YOUR INSTRUCTIONS -
Only the lines below, from the one with "pub struct JobProgress" through the one with "let decile = (progress", are to be written out, exactly.
=== Begin Enclosure ===
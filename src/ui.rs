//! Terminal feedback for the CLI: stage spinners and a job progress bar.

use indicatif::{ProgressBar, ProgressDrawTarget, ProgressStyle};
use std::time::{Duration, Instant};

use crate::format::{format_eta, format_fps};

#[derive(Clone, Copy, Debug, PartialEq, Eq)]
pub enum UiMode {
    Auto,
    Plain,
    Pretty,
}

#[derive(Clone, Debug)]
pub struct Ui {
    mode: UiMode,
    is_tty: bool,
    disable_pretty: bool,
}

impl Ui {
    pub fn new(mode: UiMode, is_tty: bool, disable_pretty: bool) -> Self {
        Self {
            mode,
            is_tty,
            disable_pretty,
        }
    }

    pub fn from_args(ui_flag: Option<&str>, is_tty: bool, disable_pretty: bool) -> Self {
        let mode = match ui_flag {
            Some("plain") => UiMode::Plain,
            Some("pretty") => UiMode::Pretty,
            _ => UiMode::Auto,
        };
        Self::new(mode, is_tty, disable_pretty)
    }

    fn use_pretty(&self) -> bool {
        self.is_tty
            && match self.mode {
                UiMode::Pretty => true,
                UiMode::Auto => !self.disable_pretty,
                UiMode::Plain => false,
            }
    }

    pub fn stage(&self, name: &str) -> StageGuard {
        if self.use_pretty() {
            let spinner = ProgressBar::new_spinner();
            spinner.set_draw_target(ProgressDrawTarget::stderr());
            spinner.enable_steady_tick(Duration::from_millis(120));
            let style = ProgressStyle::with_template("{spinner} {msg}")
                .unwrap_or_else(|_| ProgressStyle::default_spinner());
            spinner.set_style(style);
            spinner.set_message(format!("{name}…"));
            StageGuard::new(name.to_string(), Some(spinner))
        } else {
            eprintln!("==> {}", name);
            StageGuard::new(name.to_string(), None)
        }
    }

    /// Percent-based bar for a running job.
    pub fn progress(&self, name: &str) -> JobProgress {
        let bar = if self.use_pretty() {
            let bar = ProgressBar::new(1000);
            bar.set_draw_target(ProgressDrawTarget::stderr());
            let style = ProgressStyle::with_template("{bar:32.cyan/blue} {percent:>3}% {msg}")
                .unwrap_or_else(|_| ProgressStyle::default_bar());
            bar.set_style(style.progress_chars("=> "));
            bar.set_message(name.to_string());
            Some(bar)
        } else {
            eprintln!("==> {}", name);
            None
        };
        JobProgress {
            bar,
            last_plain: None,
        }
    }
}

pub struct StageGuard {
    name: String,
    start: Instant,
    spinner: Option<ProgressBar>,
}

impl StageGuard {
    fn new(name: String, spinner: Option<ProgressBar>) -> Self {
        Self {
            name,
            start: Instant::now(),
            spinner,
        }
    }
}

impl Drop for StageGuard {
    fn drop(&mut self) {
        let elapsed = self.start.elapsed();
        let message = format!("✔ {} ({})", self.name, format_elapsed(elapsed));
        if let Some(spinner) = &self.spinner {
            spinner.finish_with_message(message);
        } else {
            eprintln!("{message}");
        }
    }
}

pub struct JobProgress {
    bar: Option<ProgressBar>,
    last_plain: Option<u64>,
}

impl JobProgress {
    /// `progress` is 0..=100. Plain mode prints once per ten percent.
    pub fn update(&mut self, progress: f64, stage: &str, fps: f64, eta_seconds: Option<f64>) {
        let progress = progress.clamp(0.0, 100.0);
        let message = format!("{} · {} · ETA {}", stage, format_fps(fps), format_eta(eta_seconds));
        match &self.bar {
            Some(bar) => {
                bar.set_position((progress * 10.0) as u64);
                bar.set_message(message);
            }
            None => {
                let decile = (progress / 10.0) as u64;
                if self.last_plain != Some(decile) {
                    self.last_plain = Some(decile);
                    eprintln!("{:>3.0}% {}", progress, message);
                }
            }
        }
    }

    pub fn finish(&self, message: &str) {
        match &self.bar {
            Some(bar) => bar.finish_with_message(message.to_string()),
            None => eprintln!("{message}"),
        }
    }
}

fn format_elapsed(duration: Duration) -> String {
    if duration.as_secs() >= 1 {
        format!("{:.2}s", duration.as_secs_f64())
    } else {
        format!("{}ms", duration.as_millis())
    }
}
=== End Enclosure ===
=== Begin Enclosure ===
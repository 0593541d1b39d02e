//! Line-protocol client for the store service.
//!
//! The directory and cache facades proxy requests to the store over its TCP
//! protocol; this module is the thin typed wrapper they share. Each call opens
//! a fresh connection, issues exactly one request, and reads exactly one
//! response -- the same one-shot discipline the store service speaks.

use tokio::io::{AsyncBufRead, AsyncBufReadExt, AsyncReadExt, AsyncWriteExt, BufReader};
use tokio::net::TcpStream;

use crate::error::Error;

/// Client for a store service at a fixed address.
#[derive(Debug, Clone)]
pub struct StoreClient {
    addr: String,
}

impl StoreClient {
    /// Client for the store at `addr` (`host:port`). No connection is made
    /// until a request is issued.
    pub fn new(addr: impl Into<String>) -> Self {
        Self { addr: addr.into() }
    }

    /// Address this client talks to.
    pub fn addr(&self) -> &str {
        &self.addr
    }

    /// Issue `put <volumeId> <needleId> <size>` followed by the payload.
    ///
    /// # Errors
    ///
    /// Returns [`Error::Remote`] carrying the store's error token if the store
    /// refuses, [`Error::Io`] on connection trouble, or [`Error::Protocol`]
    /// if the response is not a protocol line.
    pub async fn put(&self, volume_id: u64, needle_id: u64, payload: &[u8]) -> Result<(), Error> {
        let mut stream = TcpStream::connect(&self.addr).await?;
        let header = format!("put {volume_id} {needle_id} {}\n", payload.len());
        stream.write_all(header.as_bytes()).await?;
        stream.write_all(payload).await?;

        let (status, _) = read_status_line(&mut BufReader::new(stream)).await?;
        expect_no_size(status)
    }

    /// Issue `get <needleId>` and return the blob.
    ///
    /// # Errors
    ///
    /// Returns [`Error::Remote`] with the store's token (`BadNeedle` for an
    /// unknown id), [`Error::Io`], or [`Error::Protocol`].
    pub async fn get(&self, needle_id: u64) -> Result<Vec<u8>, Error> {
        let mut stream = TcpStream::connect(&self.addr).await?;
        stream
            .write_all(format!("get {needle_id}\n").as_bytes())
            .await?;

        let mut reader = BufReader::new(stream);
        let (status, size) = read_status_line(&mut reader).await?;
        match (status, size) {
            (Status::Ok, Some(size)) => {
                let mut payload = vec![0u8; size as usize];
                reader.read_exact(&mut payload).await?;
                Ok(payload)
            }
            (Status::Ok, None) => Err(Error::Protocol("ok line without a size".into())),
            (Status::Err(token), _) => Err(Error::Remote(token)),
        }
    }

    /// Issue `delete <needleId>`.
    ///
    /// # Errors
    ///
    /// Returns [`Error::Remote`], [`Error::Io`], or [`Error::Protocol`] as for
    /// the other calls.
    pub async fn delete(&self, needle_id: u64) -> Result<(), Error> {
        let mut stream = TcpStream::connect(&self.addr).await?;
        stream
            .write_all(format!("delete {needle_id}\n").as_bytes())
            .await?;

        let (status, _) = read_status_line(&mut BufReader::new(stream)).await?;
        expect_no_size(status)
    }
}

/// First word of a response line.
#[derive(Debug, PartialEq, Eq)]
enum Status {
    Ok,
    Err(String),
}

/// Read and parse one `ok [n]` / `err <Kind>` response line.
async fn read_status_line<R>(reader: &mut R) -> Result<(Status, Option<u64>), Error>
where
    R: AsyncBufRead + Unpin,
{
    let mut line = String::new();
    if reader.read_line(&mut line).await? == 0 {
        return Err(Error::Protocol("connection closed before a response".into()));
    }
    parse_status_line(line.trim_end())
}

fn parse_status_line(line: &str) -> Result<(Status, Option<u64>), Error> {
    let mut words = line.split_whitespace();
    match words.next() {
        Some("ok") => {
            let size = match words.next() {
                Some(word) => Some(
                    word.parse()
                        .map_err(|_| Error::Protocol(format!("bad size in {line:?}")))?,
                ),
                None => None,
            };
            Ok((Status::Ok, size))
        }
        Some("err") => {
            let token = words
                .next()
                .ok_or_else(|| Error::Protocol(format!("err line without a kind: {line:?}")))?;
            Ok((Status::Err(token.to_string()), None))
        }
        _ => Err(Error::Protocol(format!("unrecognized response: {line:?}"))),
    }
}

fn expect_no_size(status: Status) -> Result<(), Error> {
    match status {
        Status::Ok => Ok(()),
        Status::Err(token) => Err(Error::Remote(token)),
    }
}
=== End Enclosure ===
=== Begin Enclosure ===
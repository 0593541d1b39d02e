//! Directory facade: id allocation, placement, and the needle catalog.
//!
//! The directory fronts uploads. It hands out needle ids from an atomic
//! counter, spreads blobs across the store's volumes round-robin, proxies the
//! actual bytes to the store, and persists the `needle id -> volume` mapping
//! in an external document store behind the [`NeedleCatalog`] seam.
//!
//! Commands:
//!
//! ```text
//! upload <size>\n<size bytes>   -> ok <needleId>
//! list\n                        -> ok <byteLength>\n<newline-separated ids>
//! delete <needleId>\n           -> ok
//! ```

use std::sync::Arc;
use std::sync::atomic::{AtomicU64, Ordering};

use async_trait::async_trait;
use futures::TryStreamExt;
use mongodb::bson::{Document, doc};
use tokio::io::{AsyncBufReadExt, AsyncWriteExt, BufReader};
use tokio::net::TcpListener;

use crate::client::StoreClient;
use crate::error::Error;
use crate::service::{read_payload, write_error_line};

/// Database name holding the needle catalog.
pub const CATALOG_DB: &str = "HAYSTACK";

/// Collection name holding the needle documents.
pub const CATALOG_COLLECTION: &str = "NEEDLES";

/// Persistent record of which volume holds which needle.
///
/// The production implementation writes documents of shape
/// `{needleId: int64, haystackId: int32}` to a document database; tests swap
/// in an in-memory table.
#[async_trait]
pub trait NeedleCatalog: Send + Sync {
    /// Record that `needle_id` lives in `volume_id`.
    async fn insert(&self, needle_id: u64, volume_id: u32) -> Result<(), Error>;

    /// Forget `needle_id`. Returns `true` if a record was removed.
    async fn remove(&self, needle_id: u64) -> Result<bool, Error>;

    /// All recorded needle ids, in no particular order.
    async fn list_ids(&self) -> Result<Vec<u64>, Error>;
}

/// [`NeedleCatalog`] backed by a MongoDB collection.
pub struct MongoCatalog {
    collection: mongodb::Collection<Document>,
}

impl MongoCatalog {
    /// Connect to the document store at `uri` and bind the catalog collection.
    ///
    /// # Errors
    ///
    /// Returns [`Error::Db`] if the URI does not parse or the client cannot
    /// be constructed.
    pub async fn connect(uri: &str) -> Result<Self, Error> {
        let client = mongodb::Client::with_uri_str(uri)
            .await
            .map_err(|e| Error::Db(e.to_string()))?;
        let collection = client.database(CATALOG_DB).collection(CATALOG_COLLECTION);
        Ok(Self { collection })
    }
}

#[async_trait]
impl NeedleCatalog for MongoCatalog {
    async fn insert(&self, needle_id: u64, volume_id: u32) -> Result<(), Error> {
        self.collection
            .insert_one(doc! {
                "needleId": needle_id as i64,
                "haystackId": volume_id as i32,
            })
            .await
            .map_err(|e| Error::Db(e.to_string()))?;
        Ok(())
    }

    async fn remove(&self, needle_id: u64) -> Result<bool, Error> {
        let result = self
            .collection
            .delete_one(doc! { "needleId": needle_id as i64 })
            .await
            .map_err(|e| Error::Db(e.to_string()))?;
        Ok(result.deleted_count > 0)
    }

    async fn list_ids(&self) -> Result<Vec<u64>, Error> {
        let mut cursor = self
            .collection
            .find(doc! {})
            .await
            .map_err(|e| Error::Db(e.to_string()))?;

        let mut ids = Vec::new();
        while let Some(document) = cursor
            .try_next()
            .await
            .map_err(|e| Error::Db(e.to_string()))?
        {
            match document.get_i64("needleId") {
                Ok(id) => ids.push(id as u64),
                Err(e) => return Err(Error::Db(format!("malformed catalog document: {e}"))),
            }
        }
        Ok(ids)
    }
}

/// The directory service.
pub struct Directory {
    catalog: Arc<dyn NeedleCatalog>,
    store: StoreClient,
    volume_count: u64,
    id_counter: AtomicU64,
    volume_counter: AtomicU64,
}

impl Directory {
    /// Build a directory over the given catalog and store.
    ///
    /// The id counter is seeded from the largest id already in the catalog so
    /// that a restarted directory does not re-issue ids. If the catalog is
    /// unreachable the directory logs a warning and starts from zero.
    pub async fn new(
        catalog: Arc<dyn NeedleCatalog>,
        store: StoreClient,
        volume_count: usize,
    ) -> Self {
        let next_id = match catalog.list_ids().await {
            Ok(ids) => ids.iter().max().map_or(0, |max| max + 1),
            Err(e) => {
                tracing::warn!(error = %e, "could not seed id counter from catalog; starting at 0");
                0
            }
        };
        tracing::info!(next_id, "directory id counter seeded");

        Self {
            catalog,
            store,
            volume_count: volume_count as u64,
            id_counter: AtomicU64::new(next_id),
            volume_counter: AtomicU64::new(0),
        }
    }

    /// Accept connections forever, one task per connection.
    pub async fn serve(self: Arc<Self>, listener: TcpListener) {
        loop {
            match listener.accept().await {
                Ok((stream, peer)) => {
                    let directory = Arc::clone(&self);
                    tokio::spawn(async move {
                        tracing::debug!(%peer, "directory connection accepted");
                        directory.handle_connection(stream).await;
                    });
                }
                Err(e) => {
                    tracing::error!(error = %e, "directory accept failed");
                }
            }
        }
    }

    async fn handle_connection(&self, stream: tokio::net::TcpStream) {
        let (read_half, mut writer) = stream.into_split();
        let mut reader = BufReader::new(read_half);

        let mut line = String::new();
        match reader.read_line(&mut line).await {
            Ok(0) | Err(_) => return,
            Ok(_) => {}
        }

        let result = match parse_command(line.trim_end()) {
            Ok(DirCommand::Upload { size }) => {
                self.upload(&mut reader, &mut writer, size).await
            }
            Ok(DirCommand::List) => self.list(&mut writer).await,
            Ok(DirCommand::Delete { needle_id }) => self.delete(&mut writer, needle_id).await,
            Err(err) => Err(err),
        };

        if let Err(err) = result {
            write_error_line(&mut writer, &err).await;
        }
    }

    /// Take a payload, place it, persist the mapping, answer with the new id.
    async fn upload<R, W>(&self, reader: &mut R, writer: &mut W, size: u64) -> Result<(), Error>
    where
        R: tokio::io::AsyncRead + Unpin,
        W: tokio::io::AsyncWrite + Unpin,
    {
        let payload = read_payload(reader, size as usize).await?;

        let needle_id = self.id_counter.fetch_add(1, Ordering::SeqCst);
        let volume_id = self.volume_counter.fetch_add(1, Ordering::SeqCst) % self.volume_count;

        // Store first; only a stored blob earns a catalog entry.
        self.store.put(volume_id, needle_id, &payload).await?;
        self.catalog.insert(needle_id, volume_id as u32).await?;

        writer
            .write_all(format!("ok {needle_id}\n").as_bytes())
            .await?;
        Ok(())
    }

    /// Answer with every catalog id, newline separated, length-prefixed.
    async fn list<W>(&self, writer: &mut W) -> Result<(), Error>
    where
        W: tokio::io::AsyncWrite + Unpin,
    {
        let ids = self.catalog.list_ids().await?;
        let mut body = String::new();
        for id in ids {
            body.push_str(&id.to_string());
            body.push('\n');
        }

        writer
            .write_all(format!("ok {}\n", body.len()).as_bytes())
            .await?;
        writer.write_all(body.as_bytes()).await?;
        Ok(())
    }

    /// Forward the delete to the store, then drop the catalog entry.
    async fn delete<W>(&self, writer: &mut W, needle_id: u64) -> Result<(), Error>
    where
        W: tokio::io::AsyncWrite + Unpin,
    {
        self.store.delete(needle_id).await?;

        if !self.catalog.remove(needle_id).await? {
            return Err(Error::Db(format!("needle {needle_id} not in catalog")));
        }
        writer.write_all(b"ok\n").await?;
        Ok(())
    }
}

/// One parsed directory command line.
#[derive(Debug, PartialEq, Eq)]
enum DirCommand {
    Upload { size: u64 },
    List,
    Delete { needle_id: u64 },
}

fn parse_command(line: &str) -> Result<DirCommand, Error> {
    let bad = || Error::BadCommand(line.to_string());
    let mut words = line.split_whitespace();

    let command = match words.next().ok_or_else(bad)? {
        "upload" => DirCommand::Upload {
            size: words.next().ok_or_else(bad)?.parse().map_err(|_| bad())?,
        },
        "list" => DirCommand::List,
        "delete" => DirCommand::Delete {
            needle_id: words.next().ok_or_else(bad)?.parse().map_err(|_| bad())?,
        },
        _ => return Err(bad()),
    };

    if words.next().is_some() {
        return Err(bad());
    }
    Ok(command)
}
=== End Enclosure ===
YOUR RESPONSE -
pub struct JobProgress {
    bar: Option<ProgressBar>,
    last_plain: Option<u64>,
}

impl JobProgress {
    /// `progress` is 0..=100. Plain mode prints once per ten percent.
    pub fn update(&mut self, progress: f64, stage: &str, fps: f64, eta_seconds: Option<f64>) {
        let progress = progress.clamp(0.0, 100.0);
        let message = format!("{} · {} · ETA {}", stage, format_fps(fps), format_eta(eta_seconds));
        match &self.bar {
            Some(bar) => {
                bar.set_position((progress * 10.0) as u64);
                bar.set_message(message);
            }
            None => {
                let decile = (progress / 10.0) as u64;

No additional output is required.